Wiz sessions at Black Hat
ChaosDB: How We Hacked Databases of Thousands of Azure Customers
Sagi Tzadik | Security Researcher, Wiz
Nir Ohfeld | Security Researcher, Wiz
Wednesday, November 10 | 11:20am-12:00pm ( Room BC, ICC Capital Suite 12, Level 3 )
Thursday, November 11 | 1:30pm-2:10pm ( Virtual )
Format: 40-Minute Briefings
Tracks: Cloud & Platform Security
In August 2021, the Wiz Research Team uncovered ChaosDB - a critical cross-tenant vulnerability in Azure Cosmos DB, Azure's flagship managed database solution which is used by countless organizations. This vulnerability is every company’s worst nightmare: even a flawless environment is affected. Easily exploitable, this bug allowed any Azure user to have full admin access to thousands of customers' databases, including Fortune 500 companies, without any procedural authorization.
This is an unprecedented cloud vulnerability, considered to be one of the most severe issues ever disclosed in any major cloud platform. This vulnerability triggered many questions regarding the security of managed cloud services. Since this vulnerability allowed stealing long-lasting secrets of the target database, attackers may use these secrets at their convenience, and the only solution is to rotate their secrets and hope they have not been used before.
In this talk, we will take the attacker's point of view and discuss how we exploited a chain of misconfigurations and vulnerabilities in Azure Cosmos DB. From identifying the attack surface through leveraging a complex chain of vulnerabilities that enabled this exploitation, we will uncover obscure mechanisms in Azure's internal infrastructure that we managed to leverage to gain the ability to arbitrarily query data from customers' Cosmos DB instances.

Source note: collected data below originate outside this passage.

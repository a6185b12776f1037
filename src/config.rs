//! Storefront configuration loaded from environment variables.
//!
//! # Environment Variables
//!
//! All optional:
//! - `HOST` - Bind address (default: 0.0.0.0)
//! - `PORT` - Listen port (default: 8083)
//! - `TAX_RATE` - Flat tax rate applied to the order summary (default: 0.10)
//! - `CATALOG_PATH` - JSON catalog file (default: bundled demo catalog)
//! - `SESSION_CACHE_PATH` - File that keeps the signed-in user across restarts (default: memory only)
//! - `AUTH_MOCK_LATENCY_MS` - Simulated delay for mock login/signup (default: 0)

use std::net::{IpAddr, Ipv4Addr, SocketAddr};
use std::path::PathBuf;
use std::str::FromStr;
use std::time::Duration;

use rust_decimal::Decimal;
use thiserror::Error;

use crate::domain::aggregates::DEFAULT_TAX_RATE;

const DEFAULT_PORT: u16 = 8083;

#[derive(Debug, Error, PartialEq, Eq)]
pub enum ConfigError {
    #[error("Invalid environment variable {0}: {1}")]
    InvalidEnvVar(String, String),
}

#[derive(Debug, Clone, PartialEq, Eq)]
pub struct Config {
    pub host: IpAddr,
    pub port: u16,
    pub tax_rate: Decimal,
    pub catalog_path: Option<PathBuf>,
    pub session_cache_path: Option<PathBuf>,
    pub auth_latency: Duration,
}

impl Default for Config {
    fn default() -> Self {
        Self {
            host: IpAddr::V4(Ipv4Addr::UNSPECIFIED),
            port: DEFAULT_PORT,
            tax_rate: DEFAULT_TAX_RATE,
            catalog_path: None,
            session_cache_path: None,
            auth_latency: Duration::ZERO,
        }
    }
}

impl Config {
    /// Load configuration from the process environment.
    ///
    /// # Errors
    ///
    /// Returns an error if a variable is set but cannot be parsed.
    pub fn from_env() -> Result<Self, ConfigError> {
        Self::from_lookup(|key| std::env::var(key).ok())
    }

    /// Load configuration through an arbitrary key lookup.
    pub fn from_lookup<F>(lookup: F) -> Result<Self, ConfigError>
    where
        F: Fn(&str) -> Option<String>,
    {
        let defaults = Self::default();
        let get = |key: &str| lookup(key).map(|v| v.trim().to_string()).filter(|v| !v.is_empty());

        let tax_rate: Decimal = parse_or(get("TAX_RATE"), "TAX_RATE", defaults.tax_rate)?;
        if tax_rate.is_sign_negative() {
            return Err(ConfigError::InvalidEnvVar("TAX_RATE".into(), "must not be negative".into()));
        }

        Ok(Self {
            host: parse_or(get("HOST"), "HOST", defaults.host)?,
            port: parse_or(get("PORT"), "PORT", defaults.port)?,
            tax_rate,
            catalog_path: get("CATALOG_PATH").map(PathBuf::from),
            session_cache_path: get("SESSION_CACHE_PATH").map(PathBuf::from),
            auth_latency: Duration::from_millis(parse_or(get("AUTH_MOCK_LATENCY_MS"), "AUTH_MOCK_LATENCY_MS", 0)?),
        })
    }

    pub fn socket_addr(&self) -> SocketAddr { SocketAddr::new(self.host, self.port) }
}

fn parse_or<T>(value: Option<String>, key: &str, default: T) -> Result<T, ConfigError>
where
    T: FromStr,
    T::Err: std::fmt::Display,
{
    match value {
        None => Ok(default),
        Some(raw) => raw.parse().map_err(|e: T::Err| ConfigError::InvalidEnvVar(key.to_string(), e.to_string())),
    }
}

#[cfg(test)]
mod tests {
    use super::*;
    use std::collections::HashMap;

    fn lookup(pairs: &[(&str, &str)]) -> impl Fn(&str) -> Option<String> {
        let map: HashMap<String, String> = pairs.iter().map(|(k, v)| (k.to_string(), v.to_string())).collect();
        move |key| map.get(key).cloned()
    }

    #[test]
    fn test_defaults() {
        let config = Config::from_lookup(lookup(&[])).unwrap();
        assert_eq!(config, Config::default());
        assert_eq!(config.socket_addr().to_string(), "0.0.0.0:8083");
    }

    #[test]
    fn test_overrides() {
        let config = Config::from_lookup(lookup(&[
            ("HOST", "127.0.0.1"),
            ("PORT", "3000"),
            ("TAX_RATE", "0.075"),
            ("CATALOG_PATH", "/srv/catalog.json"),
            ("SESSION_CACHE_PATH", " "),
            ("AUTH_MOCK_LATENCY_MS", "500"),
        ]))
        .unwrap();
        assert_eq!(config.port, 3000);
        assert_eq!(config.tax_rate, Decimal::new(75, 3));
        assert_eq!(config.catalog_path, Some(PathBuf::from("/srv/catalog.json")));
        assert_eq!(config.session_cache_path, None);
        assert_eq!(config.auth_latency, Duration::from_millis(500));
    }

    #[test]
    fn test_invalid_values() {
        let err = Config::from_lookup(lookup(&[("PORT", "eighty")])).unwrap_err();
        assert!(matches!(err, ConfigError::InvalidEnvVar(key, _) if key == "PORT"));
        let err = Config::from_lookup(lookup(&[("TAX_RATE", "-0.1")])).unwrap_err();
        assert!(matches!(err, ConfigError::InvalidEnvVar(key, _) if key == "TAX_RATE"));
    }
}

Finally, we will dive deep into the vulnerability's root cause and describe the potential attack vectors and the best practices learned for building more secure cloud services.
Security Industry Call-to-Action: We Need a Cloud Vulnerability Database
Shir Tamari | Head of Research, Wiz
Alon Schindel | Director of Data and Threat Research, Wiz
Thursday, November 11 | 11:20am-12:00pm ( Room D, ICC Capital Suite, Level 3 )
Format: 40-Minute Briefings
Tracks: Cloud & Platform Security, Policy
The shared responsibility model is broken. Companies are unable to keep up with cloud complexity, while vendors and cloud providers do not provide clear identification, tracking or severity for vulnerabilities discovered in their platforms. Moreover there is an inherent lack of transparency, as cloud providers do not share full details of exposure, impact, or mitigation steps for vulnerabilities discovered in their platform.
Join the Wiz Research Team who uncovered several unprecedented cloud vulnerabilities in AWS, GCP and Azure in their journey and conclusions from the disclosure process. We will review key learnings and insights from OMIGOD, ChaosDB and AWS IAM cross-account vulnerabilities we uncovered.
In this session we will make the case for extending the current CVE model to be more cloud friendly as the current model is broken and call everyone to join the movement for change.